[SOURCE DATA Boundary: Start]
use std::time::SystemTime;
use time::{OffsetDateTime, format_description::well_known::Rfc3339};

pub mod game;
pub mod health;
pub mod validation;
pub mod ws;

/// Render a timestamp the way chat entries carry it on the wire.
pub(crate) fn format_system_time(time: SystemTime) -> String {
    OffsetDateTime::from(time)
        .format(&Rfc3339)
        .unwrap_or_else(|_| "invalid-timestamp".into())
}
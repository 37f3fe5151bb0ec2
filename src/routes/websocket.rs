use axum::{
    Router,
    extract::{State, WebSocketUpgrade},
    response::IntoResponse,
    routing::get,
};

use crate::{services::websocket_service, state::SharedState};

#[utoipa::path(
    get,
    path = "/ws",
    tag = "game",
    responses((status = 101, description = "Switching protocols to WebSocket"))
)]
/// Upgrade the HTTP connection into a game WebSocket session.
pub async fn ws_handler(
    State(state): State<SharedState>,
    ws: WebSocketUpgrade,
) -> impl IntoResponse {
    let shared_state = state.clone();
    ws.on_upgrade(move |socket| websocket_service::handle_socket(shared_state.clone(), socket))
}

/// Configure the WebSocket endpoint.
pub fn router() -> Router<SharedState> {
    Router::<SharedState>::new().route("/ws", get(ws_handler))
}
//! The round engine: role assignment, voting, resolution, and the timers
//! that move a room from one phase to the next.
//!
//! Every scheduled transition captures the room machine's version and
//! re-checks it under the room lock when the timer fires, so a timer that
//! outlived its round (disconnects, aborts, an early all-voted resolution)
//! degrades to a no-op instead of corrupting a later round.

use std::time::Duration;

use tokio::time::sleep;
use tracing::{debug, info, warn};
use uuid::Uuid;

use crate::{
    dto::{
        game::{PlayerRoundSummary, PlayerSummary},
        ws::ServerMessage,
    },
    error::ServiceError,
    services::websocket_service::{broadcast_to_room, send_to_connection},
    state::{
        RoomEvent, RoomPhase, SharedState,
        roles::{self, THIEF_ESCAPE_BONUS},
        room::Room,
        scoring,
    },
};

/// Deferred phase transitions a timer can carry.
#[derive(Debug, Clone, Copy)]
enum TimerAction {
    /// The voting window elapsed; unvoted players abstain.
    VoteTimeout,
    /// The intermission elapsed; the next round begins.
    NextRound,
    /// The intermission after the final round elapsed; the game ends.
    EndGame,
}

/// Host-issued start of the first round.
pub async fn start_game(
    state: &SharedState,
    connection_id: Uuid,
    bound_room: Option<&str>,
) -> Result<(), ServiceError> {
    let room_id = bound_room.ok_or(ServiceError::NotInRoom)?;
    let room = state
        .room(room_id)
        .ok_or_else(|| ServiceError::RoomNotFound(room_id.into()))?;

    let mut room_guard = room.lock().await;
    if room_guard.host_id != connection_id {
        return Err(ServiceError::NotHost);
    }
    if room_guard.machine.phase() != RoomPhase::Lobby {
        return Err(ServiceError::InvalidState("a game is already running".into()));
    }
    let required = state.config().min_players;
    if room_guard.player_count() < required {
        return Err(ServiceError::InsufficientPlayers { required });
    }

    start_round_locked(state, &mut room_guard);
    Ok(())
}

/// Begin a round on a room that is not currently locked by the caller.
/// No-op when the room is gone; used by timers and the auto-start hook.
pub async fn start_round(state: &SharedState, room_id: &str) {
    let Some(room) = state.room(room_id) else {
        return;
    };
    let mut room_guard = room.lock().await;
    start_round_locked(state, &mut room_guard);
}

/// Record one vote, broadcast the running tally, and resolve early once
/// every expected voter has spoken.
pub async fn submit_vote(
    state: &SharedState,
    connection_id: Uuid,
    bound_room: Option<&str>,
    target_id: Uuid,
) -> Result<(), ServiceError> {
    let room_id = bound_room.ok_or(ServiceError::NotInRoom)?;
    let room = state
        .room(room_id)
        .ok_or_else(|| ServiceError::RoomNotFound(room_id.into()))?;

    let mut room_guard = room.lock().await;
    if !room_guard.machine.round_active() {
        return Err(ServiceError::InvalidState("no round is running".into()));
    }
    let Some(voter) = room_guard.players.get(&connection_id) else {
        return Err(ServiceError::NotInRoom);
    };
    let voter_name = voter.name.clone();

    // The thief does not get a say in the hunt for the thief.
    if room_guard.thief_id == Some(connection_id) {
        debug!(room = %room_id, id = %connection_id, "dropping thief vote");
        return Ok(());
    }
    if !room_guard.players.contains_key(&target_id) {
        return Err(ServiceError::InvalidVoteTarget(target_id.to_string()));
    }

    // Last write wins when a voter changes their mind.
    room_guard.votes.insert(connection_id, target_id);

    let votes_cast = room_guard.votes.len();
    let votes_expected = room_guard.expected_voters();
    broadcast_to_room(
        state,
        &room_guard,
        &ServerMessage::VoteUpdate {
            message: format!("{voter_name} has voted ({votes_cast}/{votes_expected})"),
            votes_cast,
            votes_expected,
        },
    );

    if votes_cast >= votes_expected {
        resolve_round_locked(state, &mut room_guard);
    }

    Ok(())
}

/// Start a round on an already-locked room.
///
/// Checks player count and round budget first: too few players aborts back
/// to the lobby with a notice, an exhausted budget ends the game instead.
fn start_round_locked(state: &SharedState, room: &mut Room) {
    let required = state.config().min_players;
    if room.player_count() < required {
        broadcast_to_room(
            state,
            room,
            &ServerMessage::Error {
                message: format!("not enough players to continue; at least {required} needed"),
            },
        );
        if room.machine.phase() != RoomPhase::Lobby {
            end_game_locked(state, room);
        }
        return;
    }

    if room.current_round >= room.max_rounds {
        end_game_locked(state, room);
        return;
    }

    if let Err(err) = room.machine.apply(RoomEvent::StartRound) {
        warn!(room = %room.id, error = %err, "refusing to start a round");
        return;
    }

    room.current_round += 1;
    room.votes.clear();
    room.clear_roles();

    let player_ids: Vec<Uuid> = room.players.keys().copied().collect();
    let Some(assignment) = roles::assign_roles(&player_ids) else {
        // Player count was checked above; reaching this is a bug. Fall back
        // to the lobby rather than leave a half-started round behind.
        warn!(room = %room.id, "role assignment failed; aborting round");
        let _ = room.machine.apply(RoomEvent::Abort);
        room.current_round -= 1;
        return;
    };

    for (id, role) in &assignment {
        if let Some(player) = room.players.get_mut(id) {
            player.role = Some(*role);
        }
        if *role == roles::Role::Thief {
            room.thief_id = Some(*id);
        }
        // Each player learns their own role and nothing else.
        send_to_connection(state, *id, &ServerMessage::YourRole { role: *role });
    }

    broadcast_to_room(
        state,
        room,
        &ServerMessage::NewRound {
            round: room.current_round,
            max_rounds: room.max_rounds,
            language: room.language.clone(),
        },
    );

    info!(
        room = %room.id,
        round = room.current_round,
        players = room.player_count(),
        "round started"
    );

    schedule_transition(
        state,
        room,
        Duration::from_secs(state.config().vote_timeout_secs),
        TimerAction::VoteTimeout,
    );
}

/// Tally the votes, apply scores, broadcast the result, and schedule what
/// comes next. Must only run while the room is in the voting phase.
fn resolve_round_locked(state: &SharedState, room: &mut Room) {
    if !room.machine.round_active() {
        return;
    }

    let accused = scoring::resolve_accused(&room.votes);
    let accused_name = accused.and_then(|(id, _)| room.players.get(&id).map(|p| p.name.clone()));
    let caught = match (accused, room.thief_id) {
        (Some((accused_id, count)), Some(thief_id)) => {
            accused_id == thief_id && count >= state.config().catch_quorum
        }
        _ => false,
    };

    let thief_name = room
        .thief_id
        .and_then(|id| room.players.get(&id))
        .map(|p| p.name.clone());
    if thief_name.is_none() {
        // The thief vanished mid-round; emit the best result we still have.
        warn!(room = %room.id, "no thief present at resolution");
    }

    scoring::apply_round_scores(&mut room.players, caught);
    let players = PlayerRoundSummary::roster(room);

    if let Err(err) = room.machine.apply(RoomEvent::Resolve) {
        warn!(room = %room.id, error = %err, "round resolution raced a transition");
        return;
    }
    room.votes.clear();
    room.clear_roles();

    broadcast_to_room(
        state,
        room,
        &ServerMessage::RoundResult {
            players,
            caught,
            accused_name,
            thief_name,
            winner_points_delta: if caught { 0 } else { THIEF_ESCAPE_BONUS },
            language: room.language.clone(),
        },
    );

    info!(
        room = %room.id,
        round = room.current_round,
        caught,
        "round resolved"
    );

    let action = if room.current_round >= room.max_rounds {
        TimerAction::EndGame
    } else {
        TimerAction::NextRound
    };
    schedule_transition(
        state,
        room,
        Duration::from_secs(state.config().intermission_secs),
        action,
    );
}

/// Broadcast the final standings and reset the room for a fresh game.
///
/// Safe to call from any phase: an active round is aborted, a finished one
/// is closed out, and a lobby room just re-broadcasts its standings.
pub(crate) fn end_game_locked(state: &SharedState, room: &mut Room) {
    match room.machine.phase() {
        RoomPhase::Intermission => {
            let _ = room.machine.apply(RoomEvent::Finish);
        }
        RoomPhase::Voting => {
            let _ = room.machine.apply(RoomEvent::Abort);
        }
        RoomPhase::Lobby => {}
    }

    let final_scores = PlayerSummary::roster(room);
    let winner = scoring::winner(&room.players)
        .and_then(|w| final_scores.iter().find(|s| s.id == w.id).cloned());

    broadcast_to_room(
        state,
        room,
        &ServerMessage::GameEnd {
            winner,
            final_scores,
            language: room.language.clone(),
        },
    );

    room.reset_game();
    info!(room = %room.id, "game ended");
}

/// Spawn a guarded timer that re-enters the round engine.
///
/// The room may be destroyed or transitioned by the time the timer fires;
/// both cases degrade to a no-op via the existence and version checks.
fn schedule_transition(state: &SharedState, room: &Room, delay: Duration, action: TimerAction) {
    let state = state.clone();
    let room_id = room.id.clone();
    let version = room.machine.version();

    tokio::spawn(async move {
        sleep(delay).await;

        let Some(room) = state.room(&room_id) else {
            return;
        };
        let mut room_guard = room.lock().await;
        if room_guard.machine.version() != version {
            debug!(room = %room_id, ?action, "stale timer; skipping");
            return;
        }

        match action {
            TimerAction::VoteTimeout => resolve_round_locked(&state, &mut room_guard),
            TimerAction::NextRound => start_round_locked(&state, &mut room_guard),
            TimerAction::EndGame => end_game_locked(&state, &mut room_guard),
        }
    });
}
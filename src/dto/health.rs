use serde::Serialize;
use utoipa::ToSchema;

/// Simple health response returned by the `/healthcheck` route.
#[derive(Debug, Serialize, ToSchema)]
pub struct HealthResponse {
    /// Health status; this process is either serving or gone.
    pub status: String,
    /// Number of live rooms.
    pub rooms: usize,
    /// Number of live client connections.
    pub connections: usize,
}

impl HealthResponse {
    /// Create a health response with the current registry counts.
    pub fn ok(rooms: usize, connections: usize) -> Self {
        Self {
            status: "ok".to_string(),
            rooms,
            connections,
        }
    }
}
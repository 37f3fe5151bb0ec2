//! Court roles and the per-round role assignment.

use indexmap::IndexMap;
use rand::seq::SliceRandom;
use serde::{Deserialize, Serialize};
use utoipa::ToSchema;
use uuid::Uuid;

/// Court role held by a player for the duration of one round.
#[derive(Debug, Clone, Copy, PartialEq, Eq, Serialize, Deserialize, ToSchema)]
#[serde(rename_all = "lowercase")]
pub enum Role {
    /// Leads the court; earns the largest bonus when the thief is caught.
    King,
    /// Member of the court.
    Queen,
    /// The court's judge.
    Minister,
    /// Filler role handed out in rooms larger than four.
    Soldier,
    /// The role everyone else is hunting. Does not vote.
    Thief,
}

impl Role {
    /// Points banked by this role when the thief is caught.
    pub fn catch_bonus(self) -> i32 {
        match self {
            Role::King => 100,
            Role::Minister => 75,
            Role::Queen => 50,
            Role::Soldier => 25,
            Role::Thief => 0,
        }
    }
}

/// Points the thief banks when the round ends without a catch.
pub const THIEF_ESCAPE_BONUS: i32 = 100;

/// Assign one round's roles to `player_ids`.
///
/// Builds the role multiset (the four base roles plus `N - 4` soldiers),
/// Fisher-Yates shuffles it, and zips it with the ids in order, so every
/// permutation of the multiset is equally likely. Returns `None` when fewer
/// than four ids are supplied; callers must not start a round in that case.
pub fn assign_roles(player_ids: &[Uuid]) -> Option<IndexMap<Uuid, Role>> {
    if player_ids.len() < 4 {
        return None;
    }

    let mut roles = vec![Role::King, Role::Queen, Role::Minister, Role::Thief];
    roles.resize(player_ids.len(), Role::Soldier);

    let mut rng = rand::rng();
    roles.shuffle(&mut rng);

    Some(player_ids.iter().copied().zip(roles).collect())
}

#[cfg(test)]
mod tests {
    use super::*;

    fn ids(n: usize) -> Vec<Uuid> {
        (0..n).map(|_| Uuid::new_v4()).collect()
    }

    #[test]
    fn refuses_fewer_than_four_players() {
        assert!(assign_roles(&ids(0)).is_none());
        assert!(assign_roles(&ids(3)).is_none());
    }

    #[test]
    fn exact_role_multiset_for_every_room_size() {
        for n in 4..=8 {
            let players = ids(n);
            let assignment = assign_roles(&players).unwrap();

            assert_eq!(assignment.len(), n);
            for id in &players {
                assert!(assignment.contains_key(id));
            }

            let count = |role: Role| assignment.values().filter(|r| **r == role).count();
            assert_eq!(count(Role::King), 1, "one king in a room of {n}");
            assert_eq!(count(Role::Queen), 1, "one queen in a room of {n}");
            assert_eq!(count(Role::Minister), 1, "one minister in a room of {n}");
            assert_eq!(count(Role::Thief), 1, "one thief in a room of {n}");
            assert_eq!(count(Role::Soldier), n - 4, "fillers in a room of {n}");
        }
    }

    #[test]
    fn assignment_is_roughly_uniform() {
        // Each of four players should hold the thief role in about a quarter
        // of many trials. A wide tolerance keeps the test deterministic in
        // practice while still catching a broken shuffle.
        const TRIALS: usize = 4000;
        let players = ids(4);
        let mut thief_counts: IndexMap<Uuid, usize> =
            players.iter().map(|id| (*id, 0usize)).collect();

        for _ in 0..TRIALS {
            let assignment = assign_roles(&players).unwrap();
            let thief = assignment
                .iter()
                .find(|(_, role)| **role == Role::Thief)
                .map(|(id, _)| *id)
                .unwrap();
            *thief_counts.get_mut(&thief).unwrap() += 1;
        }

        let expected = TRIALS / 4;
        for (id, count) in thief_counts {
            assert!(
                count > expected / 2 && count < expected * 2,
                "player {id} was thief {count} times, expected around {expected}"
            );
        }
    }

    #[test]
    fn catch_bonuses_rank_the_court() {
        assert!(Role::King.catch_bonus() > Role::Minister.catch_bonus());
        assert!(Role::Minister.catch_bonus() > Role::Queen.catch_bonus());
        assert!(Role::Queen.catch_bonus() > Role::Soldier.catch_bonus());
        assert_eq!(Role::Thief.catch_bonus(), 0);
    }
}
[SOURCE DATA Boundary: End]
WHAT YOU ARE ASKED TO DO » The lines to copy are those in the records above containing the word "King".

WRITTEN SOLUTION »
    King,
            Role::King => 100,
    let mut roles = vec![Role::King, Role::Queen, Role::Minister, Role::Thief];
            assert_eq!(count(Role::King), 1, "one king in a room of {n}");
        assert!(Role::King.catch_bonus() > Role::Minister.catch_bonus());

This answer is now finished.